Three quotes from Ibn Sina known in the West as Avicenna


" Knowledge of anything, because everything has a cause,is not acquired or complete unless the cause is known."


"Colonised nations usually become lazy because their souls are always supported by the colonialists and they are unable to defend themselves because the feeling of defeat breaks their spirit"


" Whoever lights the fire of slander, then he himself will become the fuel" 


https://www.youtube.com/watch?v=BvkNrS6Nk6E


No big grammar specialist, political scientist, geologist, archaeologist, or philologist, etc am I, but if it's true that there's no smoke without fire and it's true that it's easy to find the motivation to be where the honey is then obviously the one specific word that's missing in Professor Jibrin's analysis is a word that he must have wittingly ( in order to obfuscate?)  or, perhaps, unwittingly, must have avoided at all costs, namely the centre of gravity and the wild west's raison d'etre/ insatiable, compelling interest in being anywhere near it : the URANIUM that's buried in Niger …some say, also plentifully buried in Darfur and perhaps, not only buried in Niger & Darfur but also in many other areas that comprise " the Sahel", maybe even in Northern Nigeria 


Isn't there in fact a so-called conspiracy theory, up to no good,busy promoting the idea that France is the power fuelling Boko Haram to help clear up / depopulate that Lake Chad area where a lot of the nuclear fuel known as uranium is buried?

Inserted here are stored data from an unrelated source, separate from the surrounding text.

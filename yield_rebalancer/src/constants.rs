//! Yield Rebalancer's Constants

use alloy_primitives::{b256, B256};

/// Seconds in a 365-day year. Rates compound once per second.
pub const SECONDS_PER_YEAR: u64 = 31_536_000;

/// Decimals of the RAY fixed point format used for Aave rates
pub const RAY_DECIMALS: u32 = 27;

/// Decimals of the WAD fixed point format used by Comet
pub const WAD_DECIMALS: u32 = 18;

/// WAD scale (e18)
pub const WAD: u128 = 1_000_000_000_000_000_000;

/// Highest accepted APR, as a ratio (10 => 1000%).
/// Anything above is treated as corrupted on-chain rate data.
pub const MAX_APR: u64 = 10;

/// Minimum APY gain required to rebalance.
/// Compared against the plain difference of the two APY floats.
pub const REBALANCE_THRESHOLD: f64 = 0.01;

/// keccak256("aave-v3")
pub const AAVE_V3_PROTOCOL_ID: B256 =
    b256!("bbbf88eb3aaea499bd8961e51ce38087d4dda7879001b87ead64f8a7a3d0b2da");

/// keccak256("compound-v3")
pub const COMPOUND_V3_PROTOCOL_ID: B256 =
    b256!("3af167fff8b2aadd8bc497987eee3c5c291f8d6741dda2249d1df61732ddfda1");

/// Default max response bytes
pub const DEFAULT_MAX_RESPONSE_BYTES: u64 = 8_000;

/// Response size ceiling of an HTTPS outcall
pub const MAX_RESPONSE_BYTES_CEILING: u64 = 2_000_000;

/// Number of providers needed to reach consensus
pub const PROVIDER_THRESHOLD: u8 = 2;

/// Cycles attached to an `eth_call` request
pub const ETH_CALL_CYCLES: u128 = 10_000_000_000;

/// Cycles attached to an `eth_feeHistory` request
pub const FEE_HISTORY_CYCLES: u128 = 25_000_000_000;

/// Cycles attached to an `eth_getTransactionCount` request
pub const TRANSACTION_COUNT_CYCLES: u128 = 10_000_000_000;

/// Cycles attached to an `eth_sendRawTransaction` request
pub const SEND_TRANSACTION_CYCLES: u128 = 25_000_000_000;

/// Cycles attached to a `sign_with_ecdsa` request
pub const SIGN_WITH_ECDSA_CYCLES: u64 = 26_153_846_153;

/// Number of blocks used for fee estimation
pub const FEE_HISTORY_BLOCK_COUNT: u8 = 9;

/// Max number of journal entries kept in stable memory
pub const JOURNAL_CAPACITY: u64 = 500;

/// Time after which a held tick lock is considered abandoned (seconds)
pub const TICK_LOCK_TIMEOUT: u64 = 3600;
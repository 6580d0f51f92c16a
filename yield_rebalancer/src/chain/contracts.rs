//! Contract bindings backed by the EVM RPC canister.
//!
//! Reads are `eth_call`s against the configured providers of the contract's
//! chain. The rebalance report is signed with the canister's threshold ECDSA
//! key and submitted as a single EIP-1559 transaction.

use alloy_primitives::{Address, Bytes, U256};
use alloy_sol_types::{SolCall, SolValue};
use evm_rpc_types::RpcServices;
use ic_exports::ic_cdk::print;

use crate::{
    config::ChainConfig,
    types::*,
    utils::{
        common::{call_with_dynamic_retries, decode_abi_response, get_nonce, string_to_address},
        error::{ManagerError, ManagerResult},
        evm_rpc::{BlockTag, Service},
        signer::EcdsaSigner,
        transaction_builder::TransactionBuilder,
    },
};

use super::{
    Comet, InterestRateStrategy, LendingFactory, ParentPeer, PeerFactory, PoolAddressesProvider,
    ProtocolDataProvider, Rebalancer, YieldPeer,
};

/// A read-only contract on one chain
#[derive(Clone, Debug)]
pub struct EvmContract {
    rpc_canister: Service,
    services: RpcServices,
    address: Address,
    block: BlockTag,
}

impl EvmContract {
    async fn call<C: SolCall>(&self, call: C) -> ManagerResult<C::Return> {
        let response = call_with_dynamic_retries(
            &self.rpc_canister,
            &self.services,
            self.block.clone(),
            self.address,
            call.abi_encode(),
        )
        .await?;
        decode_abi_response::<C::Return, C>(response)
    }
}

impl PoolAddressesProvider for EvmContract {
    async fn get_pool_data_provider(&self) -> ManagerResult<Address> {
        Ok(self.call(getPoolDataProviderCall {}).await?._0)
    }
}

impl ProtocolDataProvider for EvmContract {
    async fn get_interest_rate_strategy_address(&self, asset: Address) -> ManagerResult<Address> {
        Ok(self
            .call(getInterestRateStrategyAddressCall { asset })
            .await?
            .irStrategyAddress)
    }

    async fn get_reserve_data(&self, asset: Address) -> ManagerResult<ReserveData> {
        let data = self.call(getReserveDataCall { asset }).await?;
        Ok(ReserveData {
            unbacked: data.unbacked,
            total_stable_debt: data.totalStableDebt,
            total_variable_debt: data.totalVariableDebt,
        })
    }

    async fn get_virtual_underlying_balance(&self, asset: Address) -> ManagerResult<U256> {
        Ok(self.call(getVirtualUnderlyingBalanceCall { asset }).await?._0)
    }

    async fn get_reserve_factor(&self, asset: Address) -> ManagerResult<U256> {
        Ok(self
            .call(getReserveConfigurationDataCall { asset })
            .await?
            .reserveFactor)
    }
}

impl InterestRateStrategy for EvmContract {
    async fn calculate_interest_rates(
        &self,
        params: &InterestRateParams,
    ) -> ManagerResult<InterestRates> {
        let rates = self
            .call(calculateInterestRatesCall {
                params: params.into(),
            })
            .await?;
        Ok(InterestRates {
            liquidity_rate: rates._0,
            variable_borrow_rate: rates._1,
        })
    }
}

impl Comet for EvmContract {
    async fn total_supply(&self) -> ManagerResult<U256> {
        Ok(self.call(totalSupplyCall {}).await?._0)
    }

    async fn total_borrow(&self) -> ManagerResult<U256> {
        Ok(self.call(totalBorrowCall {}).await?._0)
    }

    async fn get_supply_rate(&self, utilization: U256) -> ManagerResult<u64> {
        Ok(self.call(getSupplyRateCall { utilization }).await?._0)
    }
}

impl YieldPeer for EvmContract {
    async fn get_total_value(&self) -> ManagerResult<U256> {
        Ok(self.call(getTotalValueCall {}).await?._0)
    }
}

impl ParentPeer for EvmContract {
    async fn get_strategy(&self) -> ManagerResult<Strategy> {
        Ok(self.call(getStrategyCall {}).await?._0.into())
    }
}

/// `onReport(metadata, abi.encode(strategy))` calldata
pub fn rebalance_calldata(strategy: &Strategy) -> Vec<u8> {
    onReportCall {
        metadata: Bytes::new(),
        report: PeerStrategy::from(strategy).abi_encode().into(),
    }
    .abi_encode()
}

/// The rebalancer contract on the parent chain
pub struct EvmRebalancer {
    rpc_canister: Service,
    services: RpcServices,
    address: Address,
    chain_id: u64,
    signer: EcdsaSigner,
}

impl Rebalancer for EvmRebalancer {
    async fn write_rebalance(&self, strategy: &Strategy, gas_limit: u64) -> ManagerResult<()> {
        let signer = match self.signer.address {
            Some(_) => self.signer.clone(),
            None => EcdsaSigner {
                address: Some(self.signer.fetch_address().await?),
                ..self.signer.clone()
            },
        };
        let from = signer.address.ok_or(ManagerError::NonExistentValue)?;

        let nonce = get_nonce(&self.rpc_canister, &self.services, from).await?;
        let nonce = u64::try_from(nonce)
            .map_err(|err| ManagerError::DecodingError(format!("{:#?}", err)))?;

        print(format!(
            "[REBALANCE] Submitting {} to {} with nonce {} and gas limit {}.",
            strategy, self.address, nonce, gas_limit
        ));

        TransactionBuilder::default()
            .to(self.address)
            .data(rebalance_calldata(strategy))
            .nonce(nonce)
            .chain_id(self.chain_id)
            .gas_limit(gas_limit)
            .send(&self.rpc_canister, self.services.clone(), &signer)
            .await?;
        Ok(())
    }
}

/// Binds contracts through the EVM RPC canister
#[derive(Clone, Debug)]
pub struct EvmChains {
    pub rpc_canister: Service,
    pub signer: EcdsaSigner,
    /// Block every read is made at
    pub block: BlockTag,
}

impl EvmChains {
    fn contract(&self, chain: &ChainConfig, address: Address) -> EvmContract {
        EvmContract {
            rpc_canister: self.rpc_canister,
            services: chain.rpc_services(),
            address,
            block: self.block.clone(),
        }
    }

    fn bind(&self, chain: &ChainConfig, address: &str, field: &str) -> ManagerResult<EvmContract> {
        let address = string_to_address(chain.require_address(address, field)?.to_string())?;
        Ok(self.contract(chain, address))
    }
}

impl PeerFactory for EvmChains {
    type Parent = EvmContract;
    type Child = EvmContract;
    type Rebalancer = EvmRebalancer;

    fn parent_peer(&self, chain: &ChainConfig) -> ManagerResult<EvmContract> {
        self.bind(chain, &chain.yield_peer_address, "yieldPeerAddress")
    }

    fn child_peer(&self, chain: &ChainConfig) -> ManagerResult<EvmContract> {
        self.bind(chain, &chain.yield_peer_address, "yieldPeerAddress")
    }

    fn rebalancer(&self, chain: &ChainConfig) -> ManagerResult<EvmRebalancer> {
        let address = string_to_address(
            chain
                .require_address(&chain.rebalancer_address, "rebalancerAddress")?
                .to_string(),
        )?;
        Ok(EvmRebalancer {
            rpc_canister: self.rpc_canister,
            services: chain.rpc_services(),
            address,
            chain_id: chain.chain_id,
            signer: self.signer.clone(),
        })
    }
}

impl LendingFactory for EvmChains {
    type AddressesProvider = EvmContract;
    type DataProvider = EvmContract;
    type RateStrategy = EvmContract;
    type Comet = EvmContract;

    fn pool_addresses_provider(
        &self,
        chain: &ChainConfig,
        address: &str,
    ) -> ManagerResult<EvmContract> {
        self.bind(chain, address, "aaveV3PoolAddressesProviderAddress")
    }

    fn protocol_data_provider(
        &self,
        chain: &ChainConfig,
        address: Address,
    ) -> ManagerResult<EvmContract> {
        Ok(self.contract(chain, address))
    }

    fn interest_rate_strategy(
        &self,
        chain: &ChainConfig,
        address: Address,
    ) -> ManagerResult<EvmContract> {
        Ok(self.contract(chain, address))
    }

    fn comet(&self, chain: &ChainConfig, address: &str) -> ManagerResult<EvmContract> {
        self.bind(chain, address, "compoundV3CometUSDCAddress")
    }
}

Here's poetry trying to trump politics: Allen Ginsberg: Plutonian Ode


I suppose this addresses the issue of  divide and rule that has culminated in area politics // regional interests, " the Sahel" , "the Lake Chad Basin", "the Horn of Africa" "Africa South of the Sahara" etc : The Division Of Africa Makes Europe Rich 


I forwarded Professor Jibrin Ibrahim's piece to our radical Pan-African Brother from Ghana - who, incidentally, has French as a second language. Perhaps, I should Invite him to join this series? So far, I haven't done so because I fear that from his very first appearance here he would most probably find a natural ally in Professor Gloria Emeagwali and team up with her to be on a direct collision course with  Professor Harrow  - a two-pronged direct attack and of course on a direct collisions course with some of the less radical/ more reactionary/conservative powers-that-be in the USA-Africa Dialogue Series.  Anyway, here is his curt reply to Professor Jibrin Ibrahim's piece. 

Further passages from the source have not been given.